The word is out. CBRS is adding measurable performance and speed to mobile networks. Earlier this week, Sascha Segan published an article in PC Magazine with the headline “Verizon’s New 4G Beats 5G, Big Time.” Segan tested the Verizon network in two New York neighborhoods, and found that the Verizon network utilizing midband CBRS spectrum outperformed their 5G network using millimeter wave spectrum. As he notes, this bodes well for the future when more 5G CBRS radios and devices become available. This was an interesting individual test performed in his local neighborhoods.
Today we are extremely pleased to see the publication of the CBRS Spotlight Report from RootMetrics by IHS Markit, which offers hard data on CBRS performance to the wireless industry for the first time. RootMetrics combines scientific data with real-world mobile performance insights to provide an independent view of carriers’ performance. Based on RootMetrics testing in the second half of 2020, the report clearly demonstrates the rapid growth of shared spectrum use and points to the strong performance gains that wireless carriers can achieve when adding CBRS to existing spectrum.
Real-world Tests in Philadelphia Show Major Performance Increases
RootMetrics’s live testing of Verizon’s network in Philadelphia, shows that the carrier had added considerable bandwidth using CBRS, more than doubling available spectrum from 45 MHz in the first half of the year to up to 95 MHz for its LTE services. There is a lot of great information in the report to absorb, but for me the crux is summarized in this one chart, which shows that Verizon’s deployment of CBRS led to faster speeds for its customers.

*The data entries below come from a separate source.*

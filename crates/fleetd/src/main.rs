//! fleetd — the Fleetscale daemon.
//!
//! Runs the autoscaling control plane against simulated clusters: each
//! cluster gets a pipeline that collects synthetic telemetry, analyzes it,
//! and drives the simulated provisioner.
//!
//! # Usage
//!
//! ```text
//! fleetd run --config fleetscale.toml --clusters 3 --initial-servers 4
//! fleetd check-config --config fleetscale.toml
//! ```

mod config;

use std::path::PathBuf;
use std::sync::Arc;
use std::time::Duration;

use clap::{Parser, Subcommand};
use tracing::info;

use fleet_collector::{Collector, MockCollector, MockConfig};
use fleet_orchestrator::Orchestrator;
use fleet_scaler::{Scaler, ServerRegistry, SimScaler};
use fleet_state::{Cluster, StateStore};

use crate::config::Config;

#[derive(Parser)]
#[command(name = "fleetd", about = "Fleetscale autoscaling daemon")]
struct Cli {
    #[command(subcommand)]
    command: Command,
}

#[derive(Subcommand)]
enum Command {
    /// Run the control plane with simulated clusters.
    Run {
        /// Path to the TOML config file. Defaults apply when omitted.
        #[arg(long)]
        config: Option<PathBuf>,

        /// Number of simulated clusters to drive.
        #[arg(long, default_value = "2")]
        clusters: u32,

        /// Active servers each cluster starts with.
        #[arg(long, default_value = "3")]
        initial_servers: u32,

        /// Baseline CPU percentage of the synthetic telemetry.
        #[arg(long, default_value = "55.0")]
        base_cpu: f64,
    },

    /// Validate a config file and print the effective settings.
    CheckConfig {
        #[arg(long)]
        config: PathBuf,
    },
}

#[tokio::main]
async fn main() -> anyhow::Result<()> {
    let cli = Cli::parse();

    match cli.command {
        Command::Run {
            config,
            clusters,
            initial_servers,
            base_cpu,
        } => {
            let config = load_config(config.as_deref())?;
            init_tracing(&config.app.log_level);
            run(config, clusters, initial_servers, base_cpu).await
        }
        Command::CheckConfig { config } => {
            let config = Config::from_file(&config)?;
            println!("configuration OK: {config:#?}");
            Ok(())
        }
    }
}

fn load_config(path: Option<&std::path::Path>) -> anyhow::Result<Config> {
    match path {
        Some(path) => Ok(Config::from_file(path)?),
        None => {
            let config = Config::default();
            config.validate()?;
            Ok(config)
        }
    }
}

fn init_tracing(log_level: &str) {
    let default_filter = format!("{log_level},fleetd={log_level}");
    tracing_subscriber::fmt()
        .with_env_filter(
            tracing_subscriber::EnvFilter::try_from_default_env()
                .unwrap_or_else(|_| default_filter.parse().expect("valid filter")),
        )
        .init();
}

async fn run(
    config: Config,
    clusters: u32,
    initial_servers: u32,
    base_cpu: f64,
) -> anyhow::Result<()> {
    info!(name = %config.app.name, "fleetscale daemon starting");

    // ── State store ────────────────────────────────────────────────
    if let Some(parent) = config.store.path.parent() {
        std::fs::create_dir_all(parent)?;
    }
    let store = StateStore::open(&config.store.path)?;
    info!(path = ?config.store.path, "state store opened");

    // ── Orchestrator ───────────────────────────────────────────────
    let orchestrator = Arc::new(Orchestrator::new(config.orchestrator_config(), store.clone()));
    orchestrator.start();

    // ── Simulated clusters ─────────────────────────────────────────
    // One shared collector and scaler serve every cluster; pipelines stay
    // isolated because all state inside them is keyed by cluster id.
    let collector = Arc::new(MockCollector::new(MockConfig {
        base_cpu,
        ..MockConfig::default()
    }));
    // Server lifecycle events go onto the orchestrator's bus alongside the
    // pipeline events.
    let registry = Arc::new(ServerRegistry::new().with_events(orchestrator.publisher()));
    let scaler = Arc::new(SimScaler::new(
        Arc::clone(&registry),
        config.sim_scaler_config(),
    ));

    for i in 0..clusters {
        let cluster = Cluster::new(
            &format!("sim-{i}"),
            config.decision.min_servers,
            config.decision.max_servers,
        );
        store.put_cluster(&cluster)?;

        collector.set_cluster_servers(&cluster.id, initial_servers as usize);
        scaler.initialize_cluster(&cluster.id, initial_servers);

        orchestrator
            .start_cluster(
                &cluster,
                Arc::clone(&collector) as Arc<dyn Collector>,
                Arc::clone(&scaler) as Arc<dyn Scaler>,
            )
            .await?;
    }
    info!(clusters, initial_servers, "simulated clusters started");

    // ── Metric-history retention sweep ─────────────────────────────
    let (shutdown_tx, shutdown_rx) = tokio::sync::watch::channel(false);
    let retention_store = store.clone();
    let retention = config.store.metric_retention;
    let retention_handle = tokio::spawn(async move {
        let mut shutdown = shutdown_rx;
        loop {
            tokio::select! {
                _ = tokio::time::sleep(RETENTION_SWEEP_INTERVAL) => {
                    sweep_metric_history(&retention_store, retention);
                }
                _ = shutdown.changed() => break,
            }
        }
    });

    // ── Run until shutdown ─────────────────────────────────────────
    tokio::signal::ctrl_c().await?;
    info!("shutdown signal received");

    let _ = shutdown_tx.send(true);
    orchestrator.stop(config.app.shutdown_timeout).await;
    let _ = retention_handle.await;
    info!("fleetscale daemon stopped");
    Ok(())
}

const RETENTION_SWEEP_INTERVAL: Duration = Duration::from_secs(60);

/// Drop metric rows older than the retention window, per cluster.
fn sweep_metric_history(store: &StateStore, retention: Duration) {
    let cutoff = chrono::Utc::now()
        - chrono::Duration::from_std(retention).unwrap_or_else(|_| chrono::Duration::hours(24));

    let clusters = match store.list_clusters() {
        Ok(clusters) => clusters,
        Err(e) => {
            tracing::warn!(error = %e, "metric retention sweep failed");
            return;
        }
    };

    for cluster in clusters {
        match store.prune_metric_records(&cluster.id, cutoff) {
            Ok(0) => {}
            Ok(removed) => {
                info!(cluster_id = %cluster.id, removed, "pruned metric history");
            }
            Err(e) => {
                tracing::warn!(cluster_id = %cluster.id, error = %e, "metric retention sweep failed");
            }
        }
    }
}
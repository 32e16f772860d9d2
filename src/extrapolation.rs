use num_traits::Float;

/// Predicts the next sample of a per-axis history window.
///
/// `window` holds the last three samples, oldest first. `hits` is the number
/// of real updates the owning track has absorbed so far and selects the model
/// order: a single update carries no motion information (constant), two yield
/// a velocity (linear) and three or more yield a velocity plus an acceleration
/// (quadratic). Until `hits` reaches the window depth the older slots still
/// contain seed copies of the first observation, so they must not contribute.
///
/// The quadratic form reduces exactly to the linear one when the acceleration
/// term vanishes, so the model switch itself introduces no jump.
pub fn next_position<T: Float>(window: &[T; 3], hits: usize) -> T {
    let [x0, x1, x2] = *window;
    match hits {
        0 | 1 => x2,
        2 => linear(x1, x2),
        _ => quadratic(x0, x1, x2),
    }
}

/// Linear extrapolation from the two newest samples: `x2 + (x2 - x1)`.
fn linear<T: Float>(x1: T, x2: T) -> T {
    let two = T::one() + T::one();
    two * x2 - x1
}

/// Constant-acceleration extrapolation from the full window:
/// `x2 + v + a` with `v = x2 - x1` and `a = (x2 - x1) - (x1 - x0)`.
fn quadratic<T: Float>(x0: T, x1: T, x2: T) -> T {
    let three = T::one() + T::one() + T::one();
    three * (x2 - x1) + x0
}
//! Identity-stable tracking of 2D point sets.
//!
//! Assigns a stable integer identity to each of a varying number of 2D points
//! observed once per frame (e.g. blob centroids from a detector), so that
//! downstream consumers can refer to "the same point" across time despite
//! points appearing, vanishing or being re-ordered between frames.
//!
//! Per frame the tracker extrapolates every track from its 3-deep position
//! history (constant, linear or quadratic depending on how many real updates
//! the track has absorbed), builds a Euclidean cost matrix between predicted
//! and observed positions, solves a minimum cost perfect matching and
//! reconciles the track-set size against the observation count, creating and
//! retiring identities as points appear and vanish.
//!
//! # Examples
//!
//! ```
//! use postrack_rs::Tracker;
//!
//! let mut tracker = Tracker::<f32>::default();
//!
//! // first frame: two points
//! tracker.update(&[0.0, 10.0], &[0.0, 10.0]).unwrap();
//!
//! // second frame: both points moved, arriving in swapped order
//! tracker.update(&[9.0, 1.0], &[9.0, 1.0]).unwrap();
//!
//! for track in tracker.tracks() {
//!     println!(
//!         "{} {:?} {}",
//!         track.track_id(),
//!         track.position(),
//!         track.hits(),
//!     );
//! }
//!
//! // the identities assigned on the first frame are preserved
//! assert_eq!(tracker.identity_at(1.0, 1.0), Some(0));
//! assert_eq!(tracker.identity_at(9.0, 9.0), Some(1));
//! ```

pub mod error;
pub mod euclidean_matching;
pub mod extrapolation;
pub mod linear_assignment;
pub mod track;
pub mod tracker;

pub use error::{Error, Result};
pub use track::{History, Track, HISTORY_DEPTH};
pub use tracker::{Tracker, TrackerConfig};
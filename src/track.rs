use crate::extrapolation;
use num_traits::Float;

/// Number of position samples retained per axis for every track.
pub const HISTORY_DEPTH: usize = 3;

/// Rolling window of the last [`HISTORY_DEPTH`] positions of one track,
/// oldest first.
#[derive(Debug, Clone, PartialEq)]
pub struct History<T> {
    /// x samples, oldest first.
    xs: [T; HISTORY_DEPTH],
    /// y samples, oldest first.
    ys: [T; HISTORY_DEPTH],
}

impl<T: Float> History<T> {
    /// Returns a History with every slot seeded from a single position.
    pub fn seeded(x: T, y: T) -> History<T> {
        History {
            xs: [x; HISTORY_DEPTH],
            ys: [y; HISTORY_DEPTH],
        }
    }

    /// Appends a position as the newest sample and drops the oldest, per axis.
    pub fn shift_in(&mut self, x: T, y: T) {
        self.xs.rotate_left(1);
        self.ys.rotate_left(1);
        self.xs[HISTORY_DEPTH - 1] = x;
        self.ys[HISTORY_DEPTH - 1] = y;
    }

    /// Returns the newest sample
    pub fn newest(&self) -> (T, T) {
        (self.xs[HISTORY_DEPTH - 1], self.ys[HISTORY_DEPTH - 1])
    }

    /// Returns the x window, oldest first
    pub fn xs(&self) -> &[T; HISTORY_DEPTH] {
        &self.xs
    }

    /// Returns the y window, oldest first
    pub fn ys(&self) -> &[T; HISTORY_DEPTH] {
        &self.ys
    }
}

/// A single followed point: a stable identity plus its short position history.
#[derive(Debug, Clone, PartialEq)]
pub struct Track<T> {
    /// A unique track identifier, stable for the lifetime of the track.
    track_id: usize,
    /// Rolling position history.
    history: History<T>,
    /// Number of consecutive real updates this track has absorbed. Governs the
    /// extrapolation order used when predicting the next position.
    hits: usize,
}

impl<T: Float> Track<T> {
    /// Returns a new Track with its history seeded from the first observation.
    pub(crate) fn new(track_id: usize, x: T, y: T) -> Track<T> {
        Track {
            track_id,
            history: History::seeded(x, y),
            hits: 1,
        }
    }

    /// Returns the identifier of the track
    pub fn track_id(&self) -> usize {
        self.track_id
    }

    /// Returns the newest known position of the track
    pub fn position(&self) -> (T, T) {
        self.history.newest()
    }

    /// Returns the number of consecutive updates the track has absorbed
    pub fn hits(&self) -> usize {
        self.hits
    }

    /// Returns the position history of the track
    pub fn history(&self) -> &History<T> {
        &self.history
    }

    /// Extrapolates the position this track is expected to occupy in the next
    /// frame, independently per axis.
    pub fn predicted_position(&self) -> (T, T) {
        (
            extrapolation::next_position(self.history.xs(), self.hits),
            extrapolation::next_position(self.history.ys(), self.hits),
        )
    }

    /// Absorbs the observation assigned to this track for the current frame.
    pub(crate) fn absorb(&mut self, x: T, y: T) {
        self.history.shift_in(x, y);
        self.hits += 1;
    }
}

Verizon’s median download speed on CBRS of 135.1 Mbps was over twice as fast as its non-CBRS median download speed of 64.2 Mbps in the same test period, and Verizon’s maximum download speed on CBRS of 692.1 Mbps was nearly 300 Mbps faster than its max speed of 404.9 Mbps without CBRS. This is an astounding result that we often speculated would be the case when this wide swath of midband spectrum was released for sharing, but it’s so gratifying to see in a live commercial network.
As the report states, “With the desirable and powerful mid-band 3.5 GHz spectrum at the center of the growing CBRS movement, the acquisition of CBRS spectrum by mobile networks and a host of other organizations could mark a watershed moment on the path toward realizing the true potential of 5G and the full growth of our connected communities going forward. Adding mid-band spectrum to low-band and/or mmWave deployments can augment performance while also helping networks most effectively utilize the best combination of 5G and LTE resources.”
As RootMetrics notes in the report, the benefits of CBRS deployment are many. It is far cheaper than FCC-regulated spectrum, it can be tailored for specific use cases with highly customizable security solutions, and it is the “Goldilocks” of mid-band spectrum, residing in the mid-band frequency band and (3.5 GHz), offering the upside of both low-band and mmWave spectrum. It brings connectivity to rural and other underserved areas with providers like No Limits Broadband, also highlighted in the report, and powers industrial IoT (IIoT) solutions such as the recently-announced 5G private network deployment at the Marine Corps Logistics Command warehouse operations in Albany, Ga.
CBRS and Private Wireless Networks
The report notes that commercial enterprises, universities, and others in the public sector are expected to benefit from CBRS spectrum to provide private wireless networks for business and industrial operations, which will be crucial in cases where Wi-Fi or existing cellular networks have proven unreliable and/or ineffective. Moreover, CBRS provides the additional connectivity and reliability needed for Industrial IoT, smart factories, and other applications that depend on increased capacity and coverage.
The benefits of CBRS shared spectrum deployment and the large gains the entire industry made in the second half of 2020 are undeniable. This report confirms what so many have already come to acknowledge, that shared spectrum is a critical enabler of 5G service growth and that 2021 will be a complete game-changer for carriers, WISPs, private wireless providers, and both business and consumer users of new high-speed service offerings.